Had most of it but still don’t have an appetite back. Forced myself to eat, as I need to get the energy to recover.
Small rest until my phone is delivered to me, phone day!
18:00
Phone delivered!
Swiped away all the notifications, and have not looked at any since arriving as want to focus on recovery in the castle. I can catch up on everything when out, don’t want any distractions playing on my mind in-between phone days.
Still felt a bit crap, so called my mum only and had a productive, long conversation until the nurse came back for my phone.
Told my mum I was in isolation, but well and being looked after. I have had COVID 5 times now, so she was at ease and just laughed saying ‘I do not know anyone else who has caught it as many times as you’. I am also fully vaccinated.
As I was taken into isolation shortly after reading my impact letter from her to my group, I had a strong feeling of talking to her about it.
I said to her that I have come to a realisation within myself, that I have something buried ‘deep down’ within myself, that I have to find and resolve. I also said how I can’t be the old person I was, but I will be a new, better and more improved son.
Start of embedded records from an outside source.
#![allow(dead_code)]

use async_trait::async_trait;
use sinkhole_application::ports::{
    BlockFilterEnginePort, DnsConfigurator, EventLogReader, FilterDecision,
};
use sinkhole_domain::{
    ancestors, normalize_domain, BlocklistSource, DomainError, LoadReport, LoadStats,
    LocalDnsRecord,
};
use std::collections::HashSet;
use std::net::IpAddr;
use std::sync::atomic::{AtomicU64, Ordering};
use std::sync::Mutex;

// ============================================================================
// Mock BlockFilterEnginePort
// ============================================================================

#[derive(Default)]
struct EngineState {
    sources: Vec<BlocklistSource>,
    source_domains: Vec<(String, Vec<String>)>,
    ruleset: HashSet<String>,
    allowlist: Vec<String>,
    local_records: Vec<LocalDnsRecord>,
    cache_cleared: bool,
}

/// In-memory engine: each source maps to a fixed list of domains.
pub struct MockBlockFilterEngine {
    state: Mutex<EngineState>,
    reload_count: AtomicU64,
    fail_reload: Mutex<bool>,
}

impl MockBlockFilterEngine {
    pub fn new() -> Self {
        Self {
            state: Mutex::new(EngineState::default()),
            reload_count: AtomicU64::new(0),
            fail_reload: Mutex::new(false),
        }
    }

    pub fn with_source(self, name: &str, domains: &[&str]) -> Self {
        {
            let mut state = self.state.lock().unwrap();
            state.sources.push(BlocklistSource::new(
                name,
                format!("https://lists.test/{}", name),
                Default::default(),
            ));
            state.source_domains.push((
                name.to_string(),
                domains.iter().map(|d| d.to_string()).collect(),
            ));
        }
        self
    }

    pub fn set_fail_reload(&self, fail: bool) {
        *self.fail_reload.lock().unwrap() = fail;
    }

    pub fn reload_count(&self) -> u64 {
        self.reload_count.load(Ordering::SeqCst)
    }

    pub fn cache_cleared(&self) -> bool {
        self.state.lock().unwrap().cache_cleared
    }
}

impl Default for MockBlockFilterEngine {
    fn default() -> Self {
        Self::new()
    }
}

#[async_trait]
impl BlockFilterEnginePort for MockBlockFilterEngine {
    fn check(&self, domain: &str) -> FilterDecision {
        let state = self.state.lock().unwrap();
        let domain = normalize_domain(domain);
        if state.allowlist.iter().any(|d| d == domain.as_ref()) {
            return FilterDecision::Allow;
        }
        if state.ruleset.contains(domain.as_ref())
            || ancestors(&domain).any(|d| state.ruleset.contains(d))
        {
            FilterDecision::Block
        } else {
            FilterDecision::Allow
        }
    }

    fn lookup_local(&self, domain: &str) -> Option<Vec<IpAddr>> {
        let state = self.state.lock().unwrap();
        let ips: Vec<IpAddr> = state
            .local_records
            .iter()
            .filter(|r| r.domain == domain)
            .map(|r| r.ip)
            .collect();
        (!ips.is_empty()).then_some(ips)
    }

    fn compiled_domain_count(&self) -> usize {
        self.state.lock().unwrap().ruleset.len()
    }

    fn last_load_report(&self) -> LoadReport {
        LoadReport::default()
    }

    async fn reload(&self) -> Result<LoadReport, DomainError> {
        if *self.fail_reload.lock().unwrap() {
            return Err(DomainError::CacheDirUnavailable {
                path: "/unwritable".into(),
                reason: "permission denied".into(),
            });
        }
        self.reload_count.fetch_add(1, Ordering::SeqCst);

        let mut state = self.state.lock().unwrap();
        let enabled: HashSet<String> = state
            .sources
            .iter()
            .filter(|s| s.enabled)
            .map(|s| s.name.clone())
            .collect();
        let mut ruleset = HashSet::new();
        let mut stats = LoadStats::default();
        for (name, domains) in &state.source_domains {
            if !enabled.contains(name) {
                continue;
            }
            for domain in domains {
                if !ruleset.insert(domain.clone()) {
                    stats.duplicates += 1;
                }
            }
            stats.per_source.insert(name.clone(), domains.len());
        }
        stats.total_domains = ruleset.len();
        state.ruleset = ruleset;

        Ok(LoadReport {
            stats,
            errors: vec![],
        })
    }

    fn list_sources(&self) -> Vec<BlocklistSource> {
        self.state.lock().unwrap().sources.clone()
    }

    async fn toggle_source(&self, name: &str, enabled: bool) -> Result<(), DomainError> {
        let mut state = self.state.lock().unwrap();
        let source = state
            .sources
            .iter_mut()
            .find(|s| s.name == name)
            .ok_or_else(|| DomainError::SourceNotFound(name.to_string()))?;
        source.enabled = enabled;
        Ok(())
    }

    async fn add_allowed(&self, domain: &str) -> Result<(), DomainError> {
        let mut state = self.state.lock().unwrap();
        if !state.allowlist.iter().any(|d| d == domain) {
            state.allowlist.push(domain.to_string());
        }
        Ok(())
    }

    async fn remove_allowed(&self, domain: &str) -> Result<(), DomainError> {
        self.state.lock().unwrap().allowlist.retain(|d| d != domain);
        Ok(())
    }

    fn list_allowed(&self) -> Vec<String> {
        self.state.lock().unwrap().allowlist.clone()
    }

    async fn add_local_record(&self, domain: &str, ip: IpAddr) -> Result<(), DomainError> {
        self.state
            .lock()
            .unwrap()
            .local_records
            .push(LocalDnsRecord::new(domain, ip));
        Ok(())
    }

    async fn remove_local_record(&self, domain: &str) -> Result<(), DomainError> {
        let mut state = self.state.lock().unwrap();
        let before = state.local_records.len();
        state.local_records.retain(|r| r.domain != domain);
        if state.local_records.len() == before {
            return Err(DomainError::LocalRecordNotFound(domain.to_string()));
        }
        Ok(())
    }

    fn list_local_records(&self) -> Vec<LocalDnsRecord> {
        self.state.lock().unwrap().local_records.clone()
    }

    async fn invalidate_cache(&self) -> Result<(), DomainError> {
        self.state.lock().unwrap().cache_cleared = true;
        Ok(())
    }
}

// ============================================================================
// Mock EventLogReader
// ============================================================================

pub struct MockEventLog {
    lines: Vec<String>,
}

impl MockEventLog {
    pub fn with_lines(count: usize) -> Self {
        Self {
            lines: (0..count).map(|i| format!("event {}", i)).collect(),
        }
    }
}

impl EventLogReader for MockEventLog {
    fn recent(&self, count: Option<usize>) -> Vec<String> {
        match count {
            Some(n) if n < self.lines.len() => self.lines[self.lines.len() - n..].to_vec(),
            _ => self.lines.clone(),
        }
    }
}

// ============================================================================
// Mock DnsConfigurator
// ============================================================================

#[derive(Default)]
pub struct MockDnsConfigurator {
    pub calls: Mutex<Vec<&'static str>>,
    pub fail_setup: bool,
}

impl MockDnsConfigurator {
    pub fn calls(&self) -> Vec<&'static str> {
        self.calls.lock().unwrap().clone()
    }
}

#[async_trait]
impl DnsConfigurator for MockDnsConfigurator {
    fn name(&self) -> &'static str {
        "mock"
    }

    async fn unlock_port(&self) -> Result<(), DomainError> {
        self.calls.lock().unwrap().push("unlock_port");
        Ok(())
    }

    async fn setup_dns(&self) -> Result<(), DomainError> {
        self.calls.lock().unwrap().push("setup_dns");
        if self.fail_setup {
            return Err(DomainError::SystemDns("resolv.conf is read-only".into()));
        }
        Ok(())
    }

    async fn restore_dns(&self) -> Result<(), DomainError> {
        self.calls.lock().unwrap().push("restore_dns");
        Ok(())
    }
}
I will need to be open and honest with everyone when out, even if it hurts, in order for me to recover and become the new/better version of myself. My mum said that she understands that deep, emotional and hard times will be ahead for me and that she only wants me to be well and recover.
It felt like a weight off my shoulders with a sense of relief by hearing my mum say this to me. I feel my mum understands my alcoholism is an illness.
Tough days will be ahead and feel reassured that my mum is supporting me on my recovery journey.
Going outside for a smoke, fresh air, and having chats with peers made me feel better today.